Di awal menjejakkan kaki di Fakultas Perikanan dan
Kelautan UNDIP Riyono dikenal sebagai sosok mahasiswa baru yang kritis
dan cenderung memberontak. OSPEK sebagai agenda rutin kampus ia tentang.
Baginya OSPEK hanya sebagai sarana perploncoan tanpa ada esensi
pendidikannya. Riyono memutuskan untuk tidak ikut OSPEK. Daripada ikut
OSPEK mending nyari kegiatan lain yang lebih bermanfaat, katanya. Ketika
teman-teman seangkatan digunduli kepalanya sebagai syarat kesertaan
OSPEK, Riyono tampil beda dengan style rambut yang gondrong era anak
kampung tahun ’98. Sikap Riyono ini berakibat ia harus berhadapan dengan
para senior kampus. Di hadapan para senior Riyono diancam
habis-habisan. Dia harus menerima boikot dari para senior tidak
diaktifkan di beberapa kegiatan kemahasiswaan. Bahkan dia sempat diancam
tidak akan diakui sebagai bagian dari angkatan ’98. Namun Riyono
bergeming. bahkan dengan lantang dia mengatakan “Tidak masalah. Silahkan
Anda memboikot saya, saya bisa buktikan bahwa saya bisa berkarya.”

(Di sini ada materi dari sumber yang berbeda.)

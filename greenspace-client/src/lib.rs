//! GreenSpace Client - typed SDK for the GreenSpace storefront backend
//!
//! Loads service and material orders, dispatches customer actions
//! against the order lifecycle, and keeps a cached view of the wallet.

pub mod actions;
pub mod address;
pub mod client;
pub mod config;
pub mod endpoints;
pub mod error;
pub mod fetcher;
pub mod http;
pub mod logger;
pub mod moderation;
pub mod payment;
pub mod session;
pub mod types;
pub mod upload;
pub mod wallet;

pub use actions::{Cart, DispatchReport, MaterialOrderActions, ServiceOrderActions};
pub use client::GreenSpaceClient;
pub use config::{ClientConfig, PaymentPolicy};
pub use error::{ClientError, ClientResult, DispatchAction, DispatchStep};
pub use fetcher::{MaterialOrderView, OrderFetcher, ServiceOrderView};
pub use http::{HttpClient, NetworkHttpClient};
pub use session::{Session, SessionStore};
pub use types::{Authenticated, ClientState, Guest};
pub use wallet::{WalletContext, WalletSnapshot};

// Re-export shared types for convenience
pub use shared::client::{LoginResponse, UserInfo};
pub use shared::status::{MaterialOrderStatus, OrderAction, ServiceOrderStatus};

Tempaan mental selama Riyono hidup di Magetan
ternyata ada gunanya. Riyono tumbuh menjadi pribadi yang pemberani.
Tantangan Riyono pada kakak seniornya di awal masuk kampus ia buktikan
dua tahun kemudian. Di tengah perilaku pengucilan oleh seniornya pada
awal tahun 2001, Riyono mencalonkan diri dalam bursa pemilihan Ketua
Himpunan Mahasiswa Jurusan (HMJ) Kelautan. Barangkali orang mengira anak
kampung yang di boikot karena melawan kakak senior bakal keok. Namun
siapa sangka, panitia mengumumkan memenangkan Riyono pada pemilihan dan
didaulat menjadi Ketua HMJ Kelautan. Hal ini sontak membuat terkejut
senior-senior di Jurusan Kelautan. Belum sempat berakhir kekagetan para
senior, beberapa bulan kemudian Riyono menolak diadakannya OSPEK ketika
penerimaan mahasiswa baru. Sehingga OSPEK pada masa Riyono memimpin pun
ditiadakan.
Riyono semakin tumbuh menjadi pribadi yang tegas,
pemberani namun tetap santun. Ia menjadi sosok yang kuat memegang
prinsip. Pribadi yang terus berkembang semacam ini menjadikan Riyono
pada tahun 2002 dilantik menjadi Koordinator Konggres Mahasiswa (KM)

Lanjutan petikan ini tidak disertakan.